--- INFORMATION PROVIDED ---

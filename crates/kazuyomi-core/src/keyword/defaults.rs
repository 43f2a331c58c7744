//! Built-in keyword set.

use crate::types::ElementCategory;

use super::manager::{KeywordManager, KeywordOptions};

const SEASON_PREFIXES: &[&str] = &["SAISON", "SEASON"];

const ANIME_TYPES: &[&str] = &[
    "GEKIJOUBAN", "MOVIE", "OAD", "OAV", "ONA", "OVA", "SPECIAL", "SPECIALS", "TV",
];
// "Yumeiro Patissiere SP Professional"
const ANIME_TYPES_UNSEARCHABLE: &[&str] = &["SP"];
const ANIME_TYPES_INVALID: &[&str] = &[
    "ED", "ENDING", "NCED", "NCOP", "OP", "OPENING", "PREVIEW", "PV",
];

const AUDIO_TERMS: &[&str] = &[
    // Channels
    "2.0CH", "2CH", "5.1", "5.1CH", "DTS", "DTS-ES", "DTS5.1", "TRUEHD5.1",
    // Codecs
    "AAC", "AACX2", "AACX3", "AACX4", "AC3", "EAC3", "E-AC-3", "FLAC", "FLACX2", "FLACX3",
    "FLACX4", "LOSSLESS", "MP3", "OGG", "VORBIS",
    // Language
    "DUALAUDIO", "DUAL AUDIO",
];

const DEVICE_COMPATIBILITY: &[&str] = &["IPAD3", "IPHONE5", "IPOD", "PS3", "XBOX", "XBOX360"];
const DEVICE_COMPATIBILITY_UNIDENTIFIABLE: &[&str] = &["ANDROID"];

const EPISODE_PREFIXES: &[&str] = &[
    "EP", "EP.", "EPS", "EPS.", "EPISODE", "EPISODE.", "EPISODES", "CAPITULO", "EPISODIO",
    "FOLGE",
];
// Single-letter forms only count when glued to a number.
const EPISODE_PREFIXES_INVALID: &[&str] = &["E", "\u{7B2C}"];

const FILE_EXTENSIONS: &[&str] = &[
    "3GP", "AVI", "DIVX", "FLV", "M2TS", "MKV", "MOV", "MP4", "MPG", "OGM", "RM", "RMVB", "TS",
    "WEBM", "WMV",
];
const FILE_EXTENSIONS_INVALID: &[&str] = &[
    "AAC", "AIFF", "FLAC", "M4A", "MP3", "MKA", "OGG", "WAV", "WMA", "7Z", "RAR", "ZIP", "ASS",
    "SRT",
];

const LANGUAGES: &[&str] = &["ENG", "ENGLISH", "ESPANOL", "JAP", "PT-BR", "SPANISH", "VOSTFR"];
// "Tokyo ESP", "Bokura ga Ita"
const LANGUAGES_UNIDENTIFIABLE: &[&str] = &["ESP", "ITA"];

const OTHER: &[&str] = &[
    "REMASTER", "REMASTERED", "UNCENSORED", "UNCUT", "TS", "VFR", "WIDESCREEN", "WS",
];

const RELEASE_GROUPS: &[&str] = &["THORA"];

const RELEASE_INFORMATION: &[&str] = &["BATCH", "COMPLETE", "PATCH", "REMUX"];
// "The End of Evangelion", "Final Approach"
const RELEASE_INFORMATION_UNIDENTIFIABLE: &[&str] = &["END", "FINAL"];

const RELEASE_VERSIONS: &[&str] = &["V0", "V1", "V2", "V3", "V4"];

const SOURCES: &[&str] = &[
    "BD", "BDRIP", "BLURAY", "BLU-RAY", "DVD", "DVD5", "DVD9", "DVD-R2J", "DVDRIP", "DVD-RIP",
    "R2DVD", "R2J", "R2JDVD", "R2JDVDRIP", "HDTV", "HDTVRIP", "TVRIP", "TV-RIP", "WEBCAST",
    "WEBRIP", "WEB-DL", "WEBDL",
];

const SUBTITLES: &[&str] = &[
    "ASS", "BIG5", "DUB", "DUBBED", "HARDSUB", "HARDSUBS", "RAW", "SOFTSUB", "SOFTSUBS", "SUB",
    "SUBBED", "SUBTITLED",
];

const VIDEO_TERMS: &[&str] = &[
    // Frame rate
    "23.976FPS", "24FPS", "29.97FPS", "30FPS", "60FPS", "120FPS",
    // Codec
    "8BIT", "8-BIT", "10BIT", "10BITS", "10-BIT", "10-BITS", "HI10", "HI10P", "HI444", "HI444P",
    "HI444PP", "H264", "H265", "H.264", "H.265", "X264", "X265", "X.264", "AVC", "HEVC", "HEVC2",
    "AV1", "VP9", "DIVX", "DIVX5", "DIVX6", "XVID",
    // Format
    "AVI", "RMVB", "WMV", "WMV3", "WMV9",
    // Quality
    "HQ", "LQ",
    // Resolution
    "HD", "SD",
];

const VOLUME_PREFIXES: &[&str] = &["VOL", "VOL.", "VOLUME"];

/// Registers the built-in keyword set.
pub(super) fn register_defaults(manager: &mut KeywordManager) {
    use ElementCategory as C;
    use KeywordOptions as O;

    let groups: &[(ElementCategory, KeywordOptions, &[&str])] = &[
        (C::AnimeSeasonPrefix, O::UNIDENTIFIABLE, SEASON_PREFIXES),
        (C::AnimeType, O::UNIDENTIFIABLE, ANIME_TYPES),
        (C::AnimeType, O::UNIDENTIFIABLE_UNSEARCHABLE, ANIME_TYPES_UNSEARCHABLE),
        (C::AnimeType, O::UNIDENTIFIABLE_INVALID, ANIME_TYPES_INVALID),
        (C::AudioTerm, O::DEFAULT, AUDIO_TERMS),
        (C::DeviceCompatibility, O::DEFAULT, DEVICE_COMPATIBILITY),
        (C::DeviceCompatibility, O::UNIDENTIFIABLE, DEVICE_COMPATIBILITY_UNIDENTIFIABLE),
        (C::EpisodePrefix, O::DEFAULT, EPISODE_PREFIXES),
        (C::EpisodePrefix, O::INVALID, EPISODE_PREFIXES_INVALID),
        (C::FileExtension, O::DEFAULT, FILE_EXTENSIONS),
        (C::FileExtension, O::INVALID, FILE_EXTENSIONS_INVALID),
        (C::Language, O::DEFAULT, LANGUAGES),
        (C::Language, O::UNIDENTIFIABLE, LANGUAGES_UNIDENTIFIABLE),
        (C::Other, O::DEFAULT, OTHER),
        (C::ReleaseGroup, O::DEFAULT, RELEASE_GROUPS),
        (C::ReleaseInformation, O::DEFAULT, RELEASE_INFORMATION),
        (C::ReleaseInformation, O::UNIDENTIFIABLE, RELEASE_INFORMATION_UNIDENTIFIABLE),
        (C::ReleaseVersion, O::DEFAULT, RELEASE_VERSIONS),
        (C::Source, O::DEFAULT, SOURCES),
        (C::Subtitles, O::DEFAULT, SUBTITLES),
        (C::VideoTerm, O::DEFAULT, VIDEO_TERMS),
        (C::VolumePrefix, O::DEFAULT, VOLUME_PREFIXES),
    ];

    for &(category, options, keywords) in groups {
        manager.register(category, options, keywords.iter().copied());
    }
}

#[cfg(test)]
mod tests {
    use super::*;

    #[test]
    fn prefix_keywords_are_registered() {
        let manager = KeywordManager::new();
        for prefix in EPISODE_PREFIXES.iter().chain(EPISODE_PREFIXES_INVALID) {
            assert!(manager.contains(ElementCategory::EpisodePrefix, prefix), "{prefix}");
        }
        for prefix in VOLUME_PREFIXES {
            assert!(manager.contains(ElementCategory::VolumePrefix, prefix), "{prefix}");
        }
        assert!(manager.contains(ElementCategory::AnimeSeasonPrefix, "SEASON"));
    }

    #[test]
    fn overlapping_terms_live_in_separate_partitions() {
        let manager = KeywordManager::new();
        // "TS" is an extension and an "other" term; "AVI" an extension and a video term.
        assert!(manager.contains(ElementCategory::FileExtension, "TS"));
        assert!(manager.contains(ElementCategory::Other, "TS"));
        assert!(manager.contains(ElementCategory::VideoTerm, "AVI"));
        assert!(manager.contains(ElementCategory::Subtitles, "ASS"));
        assert!(manager.contains(ElementCategory::ReleaseGroup, "THORA"));
    }
}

---

Give back the opening line of the records above and every line after it, up to and including the one with "const FILE_EXTENSIONS_INVALID: &[&str]", unchanged.

filename crates/kazuyomi-core/src/keyword/defaults.rs
repository 43f2a331c58c7744
//! Built-in keyword set.

use crate::types::ElementCategory;

use super::manager::{KeywordManager, KeywordOptions};

const SEASON_PREFIXES: &[&str] = &["SAISON", "SEASON"];

const ANIME_TYPES: &[&str] = &[
    "GEKIJOUBAN", "MOVIE", "OAD", "OAV", "ONA", "OVA", "SPECIAL", "SPECIALS", "TV",
];
// "Yumeiro Patissiere SP Professional"
const ANIME_TYPES_UNSEARCHABLE: &[&str] = &["SP"];
const ANIME_TYPES_INVALID: &[&str] = &[
    "ED", "ENDING", "NCED", "NCOP", "OP", "OPENING", "PREVIEW", "PV",
];

const AUDIO_TERMS: &[&str] = &[
    // Channels
    "2.0CH", "2CH", "5.1", "5.1CH", "DTS", "DTS-ES", "DTS5.1", "TRUEHD5.1",
    // Codecs
    "AAC", "AACX2", "AACX3", "AACX4", "AC3", "EAC3", "E-AC-3", "FLAC", "FLACX2", "FLACX3",
    "FLACX4", "LOSSLESS", "MP3", "OGG", "VORBIS",
    // Language
    "DUALAUDIO", "DUAL AUDIO",
];

const DEVICE_COMPATIBILITY: &[&str] = &["IPAD3", "IPHONE5", "IPOD", "PS3", "XBOX", "XBOX360"];
const DEVICE_COMPATIBILITY_UNIDENTIFIABLE: &[&str] = &["ANDROID"];

const EPISODE_PREFIXES: &[&str] = &[
    "EP", "EP.", "EPS", "EPS.", "EPISODE", "EPISODE.", "EPISODES", "CAPITULO", "EPISODIO",
    "FOLGE",
];
// Single-letter forms only count when glued to a number.
const EPISODE_PREFIXES_INVALID: &[&str] = &["E", "\u{7B2C}"];

const FILE_EXTENSIONS: &[&str] = &[
    "3GP", "AVI", "DIVX", "FLV", "M2TS", "MKV", "MOV", "MP4", "MPG", "OGM", "RM", "RMVB", "TS",
    "WEBM", "WMV",
];
const FILE_EXTENSIONS_INVALID: &[&str] = &[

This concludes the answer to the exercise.